President of the UIAA Youth Commission, Anne Arran, interviewed three key people involved with the first ever UIAA European Youth Ice Climbing Championship which took place from January 16 to 17 in Saas Grund, Switzerland.
She spoke to the winner of the women’s competition, a former World Cup star coaching at the event and a route setter.
Liubov Mikryukova, age 16, women’s winner
Liubov, aged 16, grew up in chilly Kirov, Russia and started rock climbing six years ago when she was just ten. It wasn’t until the age of 14 that she started ice climbing. “Ice is my favourite. I was inspired by seeing an Ice World Cup and thought I’d like to try it. It’s incredible, it’s mine, I have unusual feelings for it!” I asked Luibov a few questions about how she is able to thrive in this harsher sporting environment, and about the first European Ice climbing Youth Championship.
What about the competition here – how was it?
Here in Saas Grund I like all the routes, rock and Ice but my hands are like ice when I clip so it’s hard. But the comp is amazing, very exciting good routes on ice and the rocks.
Have you led any ice falls outside?
So far I have only done routes with bolts or preplaced ice screws. We only do ice in the winter. At home there is a wall where we can climb all year and it has holds for climbing with ice tools. I have only done one route outside, I don’t think it was very hard. In the finals of the competition it was my second mixed M route on rock ever! I have little experience of it.
What do your friends think of it?
I have many climbing friends in Russia but many don’t like ice climbing because it’s dangerous and cold. But I like it, it’s my addiction!
What advice would you give to other young climbers if they wanted to try ice climbing?
This is not just a hobby, it’s a way of life. It’s risky but an amazing feeling after you climb – must be tried! It is hard to express how it is. Our youngest team member is 15 years old.
What are your future ambitions?
I want to visit Italy, France and Romania. I want to see different types of ice – I want to learn all about it – I am a very curious person. Oh and I want to become a famous sports person and get the gold!
Urs Odermatt – 35 years old, former World Cup winner in Norway –UIAA Youth “Coaching with the Stars’ coach
Urs started climbing in 1990 when there was only primitive coaching. “You just had to survive but then we had some serious training in the gym. I won a World Cup in Norway but think my best achievement was coming second in the Russian speed climbing championships.”
Top tips from Urs
“Beginners should climb as much ice as possible. If you have a good axe it knows what to do. Hold it in a relaxed way and give a swing with the hand, almost as if you were throwing it. When it bites into the ice grip it and lock. Hang on a straight arm. (Making it only a short time that you are gripping the axe hard uses less energy.) These days you need to be a world-class climber to be top class in ice climbing competitions; to have the [full] repertoire of moves.
“On rock, M climbing, if you have a hook, don’t replace the axe once it’s in.
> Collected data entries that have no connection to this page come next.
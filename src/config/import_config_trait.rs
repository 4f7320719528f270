// ==========================================
// 纺织品库存台账系统 - 导入配置读取 Trait
// ==========================================
// 职责: 定义导入模块所需的配置读取接口（不包含实现）
// 红线: 不包含配置写入、不包含业务逻辑
// ==========================================

use crate::domain::import::CatalogMapping;
use crate::domain::types::UnitKind;
use async_trait::async_trait;
use std::error::Error;

pub type ConfigResult<T> = Result<T, Box<dyn Error + Send + Sync>>;

// ==========================================
// ImportConfigReader Trait
// ==========================================
// 用途: 导入模块所需的配置读取接口
// 实现者: ConfigManager（从 config_kv 表读取）
#[async_trait]
pub trait ImportConfigReader: Send + Sync {
    /// 印花来源导入时写入的小类
    ///
    /// # 默认值
    /// - "مطبوع"
    async fn get_printed_sub_category(&self) -> ConfigResult<String>;

    /// 花号生成商品名时的前缀
    ///
    /// # 默认值
    /// - "رسمة "
    async fn get_design_name_prefix(&self) -> ConfigResult<String>;

    /// 导入商品的单位
    ///
    /// # 默认值
    /// - kg
    async fn get_default_unit(&self) -> ConfigResult<UnitKind>;

    /// 图片转存每张的尝试次数（≥1）
    ///
    /// # 默认值
    /// - 2
    async fn get_image_retry_attempts(&self) -> ConfigResult<u32>;

    /// 组装来源行 → 目录候选的映射规则
    async fn get_catalog_mapping(&self) -> ConfigResult<CatalogMapping> {
        Ok(CatalogMapping {
            sub_category: self.get_printed_sub_category().await?,
            name_prefix: self.get_design_name_prefix().await?,
            unit: self.get_default_unit().await?,
        })
    }
}
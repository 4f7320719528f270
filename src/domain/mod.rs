// ==========================================
// 纺织品库存台账系统 - 领域模型层
// ==========================================
// 职责: 定义领域实体、类型、值对象
// 红线: 不含数据访问逻辑,不含引擎逻辑
// ==========================================

pub mod audit;
pub mod balance;
pub mod import;
pub mod item;
pub mod movement;
pub mod order;
pub mod text;
pub mod types;

// 重导出核心类型
pub use audit::{
    AuditLine, AuditLineView, AuditSession, AuditSessionSummary, BookEntry, BookSnapshot,
    CommitOutcome, CountEntry, PlannedLine, ReconciliationPlan,
};
pub use balance::{Balance, DateRange, StockRow};
pub use import::{CatalogMapping, DedupReport, MergedRow, SourceFilter, SourceKey, SourceRow};
pub use item::{CatalogKey, Item, ItemPatch, NewItem};
pub use movement::{Movement, MovementFilter, MovementPatch, NewMovement};
pub use order::{
    CustomerOrder, ItemAvailability, NewOrder, NewOrderLine, OrderDetail, OrderLine,
    OrderLineView,
};
pub use types::{
    BookCheck, Classification, MovementKind, OrderStatus, SourceStatus, StaleLevel,
    StaleThresholds, StockSortPreset, UnitKind, ZeroDiffPolicy,
};
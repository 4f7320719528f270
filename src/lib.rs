// ==========================================
// 纺织品库存台账系统 - 核心库
// ==========================================
// 职责: 台账汇总 / 盘点对账 / 商品目录导入 / 预订单
// 技术栈: Rust + SQLite
// 系统定位: 单店铺本地账本 (操作员最终确认)
// ==========================================

// 初始化国际化系统
rust_i18n::i18n!("locales", fallback = "en");

// ==========================================
// 模块声明
// ==========================================

// 领域层 - 实体与类型
pub mod domain;

// 数据仓储层 - 数据访问
pub mod repository;

// 引擎层 - 业务规则
pub mod engine;

// 导入层 - 外部数据
pub mod importer;

// 配置层 - 系统配置
pub mod config;

// 数据库基础设施（连接初始化/PRAGMA/迁移）
pub mod db;

// 日志系统
pub mod logging;

// 国际化
pub mod i18n;

// 性能观测
pub mod perf;

// API 层 - 业务接口
pub mod api;

// 应用层 - 装配
pub mod app;

// ==========================================
// 重导出核心类型
// ==========================================

// 领域类型
pub use domain::types::{
    BookCheck, Classification, MovementKind, OrderStatus, SourceStatus, StaleLevel,
    StockSortPreset, UnitKind, ZeroDiffPolicy,
};

// 领域实体
pub use domain::{
    AuditSession, Balance, CountEntry, CustomerOrder, Item, Movement, SourceRow, StockRow,
};

// 引擎
pub use engine::{AvailabilityEngine, ImportMatcher, LedgerAggregator, ReconciliationEngine};

// API
pub use api::{CatalogApi, ImportApi, MovementApi, OrderApi, ReconciliationApi, StockApi};

// ==========================================
// 常量定义
// ==========================================

// 系统版本
pub const VERSION: &str = env!("CARGO_PKG_VERSION");

// 系统名称
pub const APP_NAME: &str = "纺织品库存台账系统";
// ==========================================
// 纺织品库存台账系统 - 导入模块错误类型
// ==========================================
// 工具: thiserror 派生宏
// ==========================================

use crate::repository::RepositoryError;
use thiserror::Error;

/// 导入模块错误类型
#[derive(Error, Debug)]
pub enum ImportError {
    // ===== 文件相关错误 =====
    #[error("文件不存在: {0}")]
    FileNotFound(String),

    #[error("文件格式不支持: {0}（仅支持 .xlsx/.xls/.csv）")]
    UnsupportedFormat(String),

    #[error("文件读取失败: {0}")]
    FileReadError(String),

    #[error("Excel 解析失败: {0}")]
    ExcelParseError(String),

    #[error("CSV 解析失败: {0}")]
    CsvParseError(String),

    // ===== 数据映射错误 =====
    #[error("字段映射失败 (行 {row}): {message}")]
    FieldMappingError { row: usize, message: String },

    #[error("粘贴行格式错误 (行 {line}): {message}")]
    PasteLineError { line: usize, message: String },

    // ===== 图片转存 =====
    #[error("图片来源不支持: {0}")]
    UnsupportedImageSource(String),

    #[error("图片转存失败 (item={item_id}): {message}")]
    ImageTransferError { item_id: String, message: String },

    // ===== 存储/配置 =====
    #[error("数据库操作失败: {0}")]
    Repository(#[from] RepositoryError),

    #[error("配置读取失败: {0}")]
    ConfigReadError(String),

    // ===== 通用错误 =====
    #[error("内部错误: {0}")]
    InternalError(String),

    #[error(transparent)]
    Other(#[from] anyhow::Error),
}

// 实现 From<std::io::Error>
impl From<std::io::Error> for ImportError {
    fn from(err: std::io::Error) -> Self {
        ImportError::FileReadError(err.to_string())
    }
}

// 实现 From<csv::Error>
impl From<csv::Error> for ImportError {
    fn from(err: csv::Error) -> Self {
        ImportError::CsvParseError(err.to_string())
    }
}

// 实现 From<calamine::Error>
impl From<calamine::Error> for ImportError {
    fn from(err: calamine::Error) -> Self {
        ImportError::ExcelParseError(err.to_string())
    }
}

impl From<calamine::XlsxError> for ImportError {
    fn from(err: calamine::XlsxError) -> Self {
        ImportError::ExcelParseError(err.to_string())
    }
}

/// Result 类型别名
pub type ImportResult<T> = Result<T, ImportError>;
On rock you can really feel the hold so it’s possible to move your hand, but with the ice axe you only have visual control of seeing where the axe should go.
“Climbing on ice is similar to rock but it’s less dynamic and you use the figure of 4 move a lot more. There are many lock-in moves so you need to be strong at this, but training on the campus board can ruin the elbows!
“It’s necessary to be able to cope with very cold temperatures, down to – 30 degrees in Kirov. Those who weren’t used to it didn’t do so well”.
Future ambitions
“At the moment I like very long ice lines with as many pitches as possible! You can have nightmares before them but when you survive you think it’s OK. I never talk about planned trips. My next target is about 1 hour from Zurich. It is the biggest waterfall in Europe – 1800m of ice fall. It has no name – I’m not going to tell you where it is. We have tried it before but the conditions on the top are either too cold or avalanching so it’s difficult”.
More information on Urs and some amazing images of his outdoor climbing can be found here.
The ice and mixed Guide for Switzerland
Gabriel Voide –route setter – the philosophy behind the competition
Gabriel has been the Saas Fee ice competition organiser for the past ten years. He stopped this year to look after his young children, taking a step back to concentrate on the route setting . Voide says “the main idea was to have a European Championship but then we see the climbers are of all levels. We had no idea how they would climb because this is the first competition. The competitors also may be good in climbing competitions but have perhaps only climbed twice before using an ice axe.
“Now they do really interesting moves; one Swiss climber was afraid to climb on lead, but she really pushed the limits today, I am sure she must have done her hardest climb! We think that 14 years of age is a good age to start because they have a good basis of sport climbing already and also hitting the ice is hard for some of the girls until this age. The good thing about these youth camps and competitions is that it will encourage a new generation of adult competitors. Before we lost them after a certain age.”
Did you make the routes the right standard?
The route setting was pure gambling – after the first climb for the girls we made it much easier and for the boys a little bit easier.
How did you make an ice wall in a car park for Saas Fee?
It took us all autumn to make the ice construction for Saas Fee. We make the suspended ice blocks in a big fridge and then pulled them up so they sit in the roof.